STEPHENS, Associate Justice
(dissenting).
Assuming, under the motion to dismiss of the defendants Garland, the truth of the assertions of the bill of complaint, a cause of action in equity for removal of the restrictive covenants is, in my opinion, stated. I think it a well settled rule that where changes either within or without an area covered by restrictive covenants have been of such nature as to cause perpetuation of the covenants to be a heavy burden on property owners seeking to be relieved of them, and of no substantial benefit to those opposing their removal or non-enforcement, equity will grant relief either by refusing to enforce the covenants or by removing them, as the bill seeks. Downs v. Kroeger, 200 Cal. 743, 2S4 P. 1101; Hurd v. Albert, 214 Cal. 15, 3 P.(2d) 545, 76 A.L.R. 1348; Jackson v. Stevenson, 156 Mass. 496, 31 N.E. 691, 32 Am.St.Rep. 476; Trustees of Columbia College v. Thacher, 87 N.Y. 311, 41 Am.Rep. 365. These cases involved covenants against the erection of buildings other than residences. Clark v. Vaughan, 131 Kan. 438, 292 P. 783. This involved a covenant against sale or lease of property to colored persons.
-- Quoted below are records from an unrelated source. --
#[tokio::test]
async fn connect_attempt_is_bounded_by_timeout() {
    let hub = FakeHub::new();
    hub.fail_next_open(OpenFailure::Hang);
    let session = builder(&hub)
        .connect_timeout(Duration::from_millis(50))
        .build();

    let err = session.connect().await.unwrap_err();
    assert!(matches!(err, HomeBrokerError::ConnectTimeout(_)), "{err}");
    assert_eq!(session.state(), ConnectionState::Disconnected);
}
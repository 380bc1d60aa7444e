//! In-memory hub used by the integration tests.
//!
//! [`FakeHub`] hands out [`FakeTransport`]s. Every link it opens records the
//! hub commands written to it and reads frames pushed with
//! [`FakeHub::push_frame`]. Dropping the link from the test side
//! ([`FakeHub::drop_connection`]) ends the frame stream like a lost socket.

#![allow(dead_code)]

use std::collections::VecDeque;
use std::future::Future;
use std::sync::Arc;
use std::sync::atomic::{AtomicBool, AtomicUsize, Ordering};
use std::time::Duration;

use async_trait::async_trait;
use futures_util::StreamExt;
use futures_util::stream;
use parking_lot::Mutex;
use serde_json::{Value, json};
use tokio::sync::mpsc;

use homebroker_rs::auth::AuthContext;
use homebroker_rs::error::{HomeBrokerError, Result};
use homebroker_rs::types::{OrderBook, PersonalPortfolioEntry, PortfolioSymbol, Quote};
use homebroker_rs::ws::{
    CloseReason, CommandSink, ConnectionClosed, ConnectionOpened, Link, PortfolioSource,
    SessionError, StreamingSessionBuilder, Transport,
};

/// A hub command captured from the session.
#[derive(Debug, Clone, PartialEq, Eq)]
pub struct SentCommand {
    /// 1-based number of the link it was written to.
    pub connection: usize,
    pub method: String,
    pub group: String,
    pub id: u64,
}

/// How the next `open` should fail.
#[derive(Debug, Clone, Copy)]
pub enum OpenFailure {
    Network,
    Rejected,
    Hang,
}

#[derive(Default)]
struct HubState {
    sent: Mutex<Vec<SentCommand>>,
    frames: Mutex<Option<mpsc::UnboundedSender<Result<String>>>>,
    failures: Mutex<VecDeque<OpenFailure>>,
    fail_always: Mutex<Option<OpenFailure>>,
    opens: AtomicUsize,
    closes: AtomicUsize,
    no_ack: AtomicBool,
    reject_groups: Mutex<Vec<String>>,
}

/// Test-side handle of the fake hub.
#[derive(Clone, Default)]
pub struct FakeHub {
    state: Arc<HubState>,
}

impl FakeHub {
    pub fn new() -> Self {
        Self::default()
    }

    pub fn transport(&self) -> FakeTransport {
        FakeTransport {
            state: Arc::clone(&self.state),
        }
    }

    /// Every command written so far, across links.
    pub fn sent(&self) -> Vec<SentCommand> {
        self.state.sent.lock().clone()
    }

    /// Groups joined on link `connection`, in write order.
    pub fn joins_on(&self, connection: usize) -> Vec<String> {
        self.commands_on(connection, "JoinGroup")
    }

    pub fn quits_on(&self, connection: usize) -> Vec<String> {
        self.commands_on(connection, "QuitGroup")
    }

    fn commands_on(&self, connection: usize, method: &str) -> Vec<String> {
        self.sent()
            .into_iter()
            .filter(|c| c.connection == connection && c.method == method)
            .map(|c| c.group)
            .collect()
    }

    /// Number of `open` calls, failed ones included.
    pub fn opens(&self) -> usize {
        self.state.opens.load(Ordering::SeqCst)
    }

    /// Number of links closed by the session.
    pub fn closes(&self) -> usize {
        self.state.closes.load(Ordering::SeqCst)
    }

    /// Queue a failure for the next `open`.
    pub fn fail_next_open(&self, failure: OpenFailure) {
        self.state.failures.lock().push_back(failure);
    }

    /// Fail every `open` from now on.
    pub fn fail_all_opens(&self, failure: OpenFailure) {
        *self.state.fail_always.lock() = Some(failure);
    }

    /// Stop acknowledging commands.
    pub fn disable_acks(&self) {
        self.state.no_ack.store(true, Ordering::SeqCst);
    }

    /// Acknowledge joins of `group` with an error.
    pub fn reject_group(&self, group: &str) {
        self.state.reject_groups.lock().push(group.to_owned());
    }

    /// Push a raw text frame on the current link.
    pub fn push_frame(&self, frame: impl Into<String>) {
        if let Some(tx) = self.state.frames.lock().as_ref() {
            let _ = tx.send(Ok(frame.into()));
        }
    }

    /// Push a hub invocation carrying `rows`.
    pub fn push_rows(&self, method: &str, rows: Value) {
        let frame = json!({
            "C": "d-1",
            "M": [{"H": "StockPricesHub", "M": method, "A": [rows]}],
        });
        self.push_frame(frame.to_string());
    }

    /// End the current link's frame stream.
    pub fn drop_connection(&self) {
        self.state.frames.lock().take();
    }
}

/// [`Transport`] backed by a [`FakeHub`].
#[derive(Clone)]
pub struct FakeTransport {
    state: Arc<HubState>,
}

#[async_trait]
impl Transport for FakeTransport {
    async fn open(&self, _auth: &AuthContext) -> Result<Link> {
        let connection = self.state.opens.fetch_add(1, Ordering::SeqCst) + 1;

        let failure = self
            .state
            .failures
            .lock()
            .pop_front()
            .or(*self.state.fail_always.lock());
        match failure {
            Some(OpenFailure::Network) => {
                return Err(HomeBrokerError::Connection("connection refused".into()));
            }
            Some(OpenFailure::Rejected) => {
                return Err(HomeBrokerError::Authentication("session rejected".into()));
            }
            Some(OpenFailure::Hang) => std::future::pending::<()>().await,
            None => {}
        }

        let (tx, rx) = mpsc::unbounded_channel();
        *self.state.frames.lock() = Some(tx);

        let frames = stream::unfold(rx, |mut rx| async move {
            rx.recv().await.map(|item| (item, rx))
        })
        .boxed();

        Ok(Link {
            sink: Box::new(FakeSink {
                state: Arc::clone(&self.state),
                connection,
            }),
            frames,
        })
    }
}

struct FakeSink {
    state: Arc<HubState>,
    connection: usize,
}

#[async_trait]
impl CommandSink for FakeSink {
    async fn send(&mut self, text: String) -> Result<()> {
        let value: Value = serde_json::from_str(&text)?;
        let command = SentCommand {
            connection: self.connection,
            method: value["M"].as_str().unwrap_or_default().to_owned(),
            group: value["A"][0].as_str().unwrap_or_default().to_owned(),
            id: value["I"].as_u64().unwrap_or_default(),
        };
        let rejected = self.state.reject_groups.lock().contains(&command.group);
        let id = command.id;
        self.state.sent.lock().push(command);

        if !self.state.no_ack.load(Ordering::SeqCst) {
            let ack = if rejected {
                json!({"I": id.to_string(), "E": "group does not exist"})
            } else {
                json!({"I": id.to_string()})
            };
            if let Some(tx) = self.state.frames.lock().as_ref() {
                let _ = tx.send(Ok(ack.to_string()));
            }
        }
        Ok(())
    }

    async fn close(&mut self) -> Result<()> {
        self.state.closes.fetch_add(1, Ordering::SeqCst);
        self.state.frames.lock().take();
        Ok(())
    }
}

// ---------------------------------------------------------------------------
// Portfolio sources
// ---------------------------------------------------------------------------

/// A [`PortfolioSource`] that fails its first `failures` calls, or never
/// answers when `hang` is set.
#[derive(Clone, Default)]
pub struct ScriptedPortfolio {
    holdings: Vec<PortfolioSymbol>,
    failures: Arc<AtomicUsize>,
    hang: bool,
    calls: Arc<AtomicUsize>,
}

impl ScriptedPortfolio {
    pub fn failing(failures: usize, holdings: Vec<PortfolioSymbol>) -> Self {
        Self {
            holdings,
            failures: Arc::new(AtomicUsize::new(failures)),
            ..Self::default()
        }
    }

    pub fn hanging() -> Self {
        Self {
            hang: true,
            ..Self::default()
        }
    }

    /// Number of `holdings` calls so far.
    pub fn calls(&self) -> usize {
        self.calls.load(Ordering::SeqCst)
    }
}

#[async_trait]
impl PortfolioSource for ScriptedPortfolio {
    async fn holdings(&self) -> Result<Vec<PortfolioSymbol>> {
        self.calls.fetch_add(1, Ordering::SeqCst);
        if self.hang {
            std::future::pending::<()>().await;
        }
        let remaining = self.failures.load(Ordering::SeqCst);
        if remaining > 0 {
            self.failures.store(remaining - 1, Ordering::SeqCst);
            return Err(HomeBrokerError::Connection(
                "portfolio endpoint unavailable".into(),
            ));
        }
        Ok(self.holdings.clone())
    }
}

// ---------------------------------------------------------------------------
// Event recording
// ---------------------------------------------------------------------------

/// A callback invocation, in delivery order.
#[derive(Debug, Clone)]
pub enum Seen {
    Open { resumed: bool },
    Security(Quote),
    OrderBook(OrderBook),
    Portfolio(PersonalPortfolioEntry),
    Error {
        message: String,
        fault: bool,
        protocol: bool,
        connection_lost: bool,
        will_retry: bool,
    },
    Close(CloseReason),
}

/// Shared log of every callback invocation.
#[derive(Clone, Default)]
pub struct Recorder {
    events: Arc<Mutex<Vec<Seen>>>,
}

impl Recorder {
    pub fn new() -> Self {
        Self::default()
    }

    pub fn events(&self) -> Vec<Seen> {
        self.events.lock().clone()
    }

    pub fn quotes(&self) -> Vec<Quote> {
        self.events()
            .into_iter()
            .filter_map(|e| match e {
                Seen::Security(q) => Some(q),
                _ => None,
            })
            .collect()
    }

    pub fn books(&self) -> Vec<OrderBook> {
        self.events()
            .into_iter()
            .filter_map(|e| match e {
                Seen::OrderBook(b) => Some(b),
                _ => None,
            })
            .collect()
    }

    pub fn errors(&self) -> Vec<Seen> {
        self.events()
            .into_iter()
            .filter(|e| matches!(e, Seen::Error { .. }))
            .collect()
    }

    pub fn closes(&self) -> Vec<CloseReason> {
        self.events()
            .into_iter()
            .filter_map(|e| match e {
                Seen::Close(r) => Some(r),
                _ => None,
            })
            .collect()
    }

    /// Register every recording callback on `builder`.
    pub fn attach(&self, builder: StreamingSessionBuilder) -> StreamingSessionBuilder {
        let open = self.events.clone();
        let quote = self.events.clone();
        let book = self.events.clone();
        let portfolio = self.events.clone();
        let error = self.events.clone();
        let close = self.events.clone();
        builder
            .on_open(move |e: &ConnectionOpened| {
                open.lock().push(Seen::Open { resumed: e.resumed });
                Ok(())
            })
            .on_securities(move |q: &Quote| {
                quote.lock().push(Seen::Security(q.clone()));
                Ok(())
            })
            .on_order_book(move |b: &OrderBook| {
                book.lock().push(Seen::OrderBook(b.clone()));
                Ok(())
            })
            .on_personal_portfolio(move |p: &PersonalPortfolioEntry| {
                portfolio.lock().push(Seen::Portfolio(p.clone()));
                Ok(())
            })
            .on_error(move |e: &SessionError| {
                error.lock().push(Seen::Error {
                    message: e.error.to_string(),
                    fault: matches!(e.error, HomeBrokerError::CallbackFault { .. }),
                    protocol: matches!(e.error, HomeBrokerError::Protocol(_)),
                    connection_lost: e.connection_lost,
                    will_retry: e.will_retry,
                });
                Ok(())
            })
            .on_close(move |c: &ConnectionClosed| {
                close.lock().push(Seen::Close(c.reason));
                Ok(())
            })
    }
}

// ---------------------------------------------------------------------------
// Helpers
// ---------------------------------------------------------------------------

pub fn auth() -> AuthContext {
    AuthContext::new("https://example.com", [("ASP.NET_SessionId", "test")])
}

/// A builder wired to `hub` with fast timeouts and backoff.
pub fn builder(hub: &FakeHub) -> StreamingSessionBuilder {
    StreamingSessionBuilder::new(auth())
        .transport(hub.transport())
        .connect_timeout(Duration::from_millis(200))
        .command_timeout(Duration::from_millis(200))
        .ack_timeout(Duration::from_secs(5))
        .initial_backoff(Duration::from_millis(5))
        .max_backoff(Duration::from_millis(20))
        .max_reconnect_attempts(5)
}

/// Poll `condition` until it holds, panicking after two seconds.
pub async fn wait_until(what: &str, mut condition: impl FnMut() -> bool) {
    let deadline = tokio::time::Instant::now() + Duration::from_secs(2);
    while !condition() {
        if tokio::time::Instant::now() > deadline {
            panic!("timed out waiting for {what}");
        }
        tokio::time::sleep(Duration::from_millis(5)).await;
    }
}

/// Give the session task a moment to process anything in flight.
pub fn settle() -> impl Future<Output = ()> {
    tokio::time::sleep(Duration::from_millis(50))
}

/// A `broadcast` row for a security.
pub fn security_row(symbol: &str, settlement_code: &str, bid: f64, ask: f64) -> Value {
    json!({
        "Symbol": symbol,
        "Term": settlement_code,
        "BuyQuantity": 100,
        "BuyPrice": bid,
        "SellPrice": ask,
        "SellQuantity": 200,
        "LastPrice": bid,
        "TradeDate": "20240315",
        "Hour": "14:30:05",
        "Panel": "accionesLideres",
        "Group": format!("accionesLideres-{settlement_code}"),
    })
}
I think the majority opinion denies effect to the rule stated and assumes to establish as conditions precedent to the removal, or non-enforcement, of restrictive covenants either a change from white to colored occupancy in the very properties protected by the covenants or a change to another type of use, as, for example, from residential to business. As to the first alleged condition, it seems necessarily predicated upon the proposition that a person seeking to remove a covenant must show that he has breached it himself, and that the person for whose benefit the covenant runs has ignored that breach. I find nothing in the authorities warranting this. As to the second alleged condition, change in type of use has no relationship to covenants against colored occupancy.
I think the position of the majority unsuited to a growing community where changes not only in population but also in the character of property from residential to business are highly probable.